Hastane günleri sırasında Eylül’le Kaya’nın bu yanı üzerine şöyle mesajlar iletmiştik birbirimize:
Eylül: Kaya’nın Kadıköy Anadolu’dan arkadaşları öyle çok uğraşıyor ki. Bağcılar’dan her gün karşıya geçmemeleri için kalınacak bir yer bakıyorlar mesela. Tülin Teyzeler her gün karşıdan o yolu tepmesinler, orada bir ev olsun, en azından bazı günler orada kalsınlar diye düşünmüşler. “Elimizden bu kadarı geliyor” dediler. Ne kadar hoş bir şey di mi? Ne güzel insanlar.
Ben: Bravo. Fakat bir rezervim var: Acaba burada Kaya’nın güzelliğinin payı ne? Aralarından herhangi birine (de) otomatik olarak yaparlar mıydı bunu? Tahmin etmiyorum. Bunlar hep öznenin Kaya olmasıyla ilgili. İyinin iyilik yaratacağına inanan iyimserler için örnek olay.

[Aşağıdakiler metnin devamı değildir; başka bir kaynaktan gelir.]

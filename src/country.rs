//! The fixed EU country roster and its lookup tables.
//!
//! Three facts per country: the two-letter code used throughout the workbook
//! (ISO-like, with Greece as `EL`), a display name, and the numeric id the
//! choropleth uses to join against the world topology. `EU` is an aggregate
//! pseudo-entity present in the data, not a member state: it has a display
//! name but no map id. `MT` has a display name but no map id either — the
//! source data excludes Malta from the map join, and that exclusion is
//! carried as-is rather than guessed around.

use std::collections::HashMap;

use once_cell::sync::Lazy;

/// The aggregate pseudo-country present in every sheet.
pub const EU_AGGREGATE: &str = "EU";

/// The 27 member states, in the order the country dropdown lists them.
pub const MEMBER_CODES: [&str; 27] = [
    "BE", "BG", "CZ", "DK", "DE", "EE", "IE", "EL", "ES", "FR", "HR", "IT", "CY", "LV", "LT",
    "LU", "HU", "MT", "NL", "AT", "PL", "PT", "RO", "SI", "SK", "FI", "SE",
];

/// Dropdown default: Denmark's position in `MEMBER_CODES`.
pub const DEFAULT_MEMBER_INDEX: usize = 3;

static DISPLAY_NAMES: Lazy<HashMap<&'static str, &'static str>> = Lazy::new(|| {
    HashMap::from([
        ("EU", "European Union"),
        ("BE", "Belgium"),
        ("BG", "Bulgaria"),
        ("CZ", "Czech Republic"),
        ("DK", "Denmark"),
        ("DE", "Germany"),
        ("EE", "Estonia"),
        ("IE", "Ireland"),
        ("EL", "Greece"),
        ("ES", "Spain"),
        ("FR", "France"),
        ("HR", "Croatia"),
        ("IT", "Italy"),
        ("CY", "Cyprus"),
        ("LV", "Latvia"),
        ("LT", "Lithuania"),
        ("LU", "Luxembourg"),
        ("HU", "Hungary"),
        ("MT", "Malta"),
        ("NL", "Netherlands"),
        ("AT", "Austria"),
        ("PL", "Poland"),
        ("PT", "Portugal"),
        ("RO", "Romania"),
        ("SI", "Slovenia"),
        ("SK", "Slovakia"),
        ("FI", "Finland"),
        ("SE", "Sweden"),
    ])
});

// MT is deliberately absent: the source map join has no id for Malta.
static NUMERIC_IDS: Lazy<HashMap<&'static str, u16>> = Lazy::new(|| {
    HashMap::from([
        ("BE", 56),
        ("BG", 100),
        ("CZ", 203),
        ("DK", 208),
        ("DE", 276),
        ("EE", 233),
        ("IE", 372),
        ("EL", 300),
        ("ES", 724),
        ("FR", 250),
        ("HR", 191),
        ("IT", 380),
        ("CY", 196),
        ("LV", 428),
        ("LT", 440),
        ("LU", 442),
        ("HU", 348),
        ("NL", 528),
        ("AT", 40),
        ("PL", 616),
        ("PT", 620),
        ("RO", 642),
        ("SI", 705),
        ("SK", 703),
        ("FI", 246),
        ("SE", 752),
    ])
});

/// True for the 27 member codes and the `EU` aggregate. Anything else in the
/// data is a structural error, not a gap to paper over.
pub fn is_known(code: &str) -> bool {
    code == EU_AGGREGATE || MEMBER_CODES.contains(&code)
}

pub fn display_name(code: &str) -> Option<&'static str> {
    DISPLAY_NAMES.get(code).copied()
}

/// Numeric id used as the choropleth join key. `None` for `EU` (not a map
/// region) and `MT` (absent from the source join table).
pub fn numeric_id(code: &str) -> Option<u16> {
    NUMERIC_IDS.get(code).copied()
}

#[cfg(test)]
mod tests {
    use super::*;

    #[test]
    fn roster_covers_all_members() {
        assert_eq!(MEMBER_CODES.len(), 27);
        for code in MEMBER_CODES {
            assert!(is_known(code));
            assert!(display_name(code).is_some(), "no name for {code}");
        }
        assert_eq!(MEMBER_CODES[DEFAULT_MEMBER_INDEX], "DK");
    }

    #[test]
    fn aggregate_and_malta_have_no_map_id() {
        assert!(is_known(EU_AGGREGATE));
        assert_eq!(display_name("EU"), Some("European Union"));
        assert_eq!(numeric_id("EU"), None);

        assert_eq!(display_name("MT"), Some("Malta"));
        assert_eq!(numeric_id("MT"), None);
    }

    #[test]
    fn unknown_codes_are_rejected() {
        assert!(!is_known("ZZ"));
        assert_eq!(display_name("ZZ"), None);
        assert_eq!(numeric_id("ZZ"), None);
    }

    #[test]
    fn members_have_map_ids_except_malta() {
        for code in MEMBER_CODES {
            if code == "MT" {
                continue;
            }
            assert!(numeric_id(code).is_some(), "no map id for {code}");
        }
        assert_eq!(numeric_id("SE"), Some(752));
        assert_eq!(numeric_id("EL"), Some(300));
    }
}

Eylül: Ben de aynısını düşündüm. Kesinlikle onun payı büyük. Canım benim.
İşte böyle bir insanın kızımın karşısına çıkması, bir baba olarak beni o kadar mutlu etmişti ki, eski arkadaşlarımdan “Eylül nasıl, evlenmedi mi daha” gibi sorulara muhatap olduğumda şu türden cevaplar vermeye bayılıyordum: “Yok, evlenmedi, fakat benim salak kızım ilk defa içime sinen biriyle beraber. Çok şükür.”
Dillere destan tutukluğum nedeniyle onu ne kadar sevdiğimi yüzüne söyleyemedim, fakat Eylül benim adıma bunu yapınca “canım Alper abim benim” dermiş.
Onu en çok bu cümleyle hatırlıyorum, ama sanki doğrudan bana söylenmiş, duymuşum gibi hatırlıyorum; yüzündeki gülümsemeyle, sesindeki tonlamayla.
Hırçın Lokma’yı bile kıvama getirip mayıştıran (bana hâlâ sevdirmiyor kendini) bir sevgi, sakinlik ve nezaket…
Canım Kaya’m benim, seni çok özlüyoruz.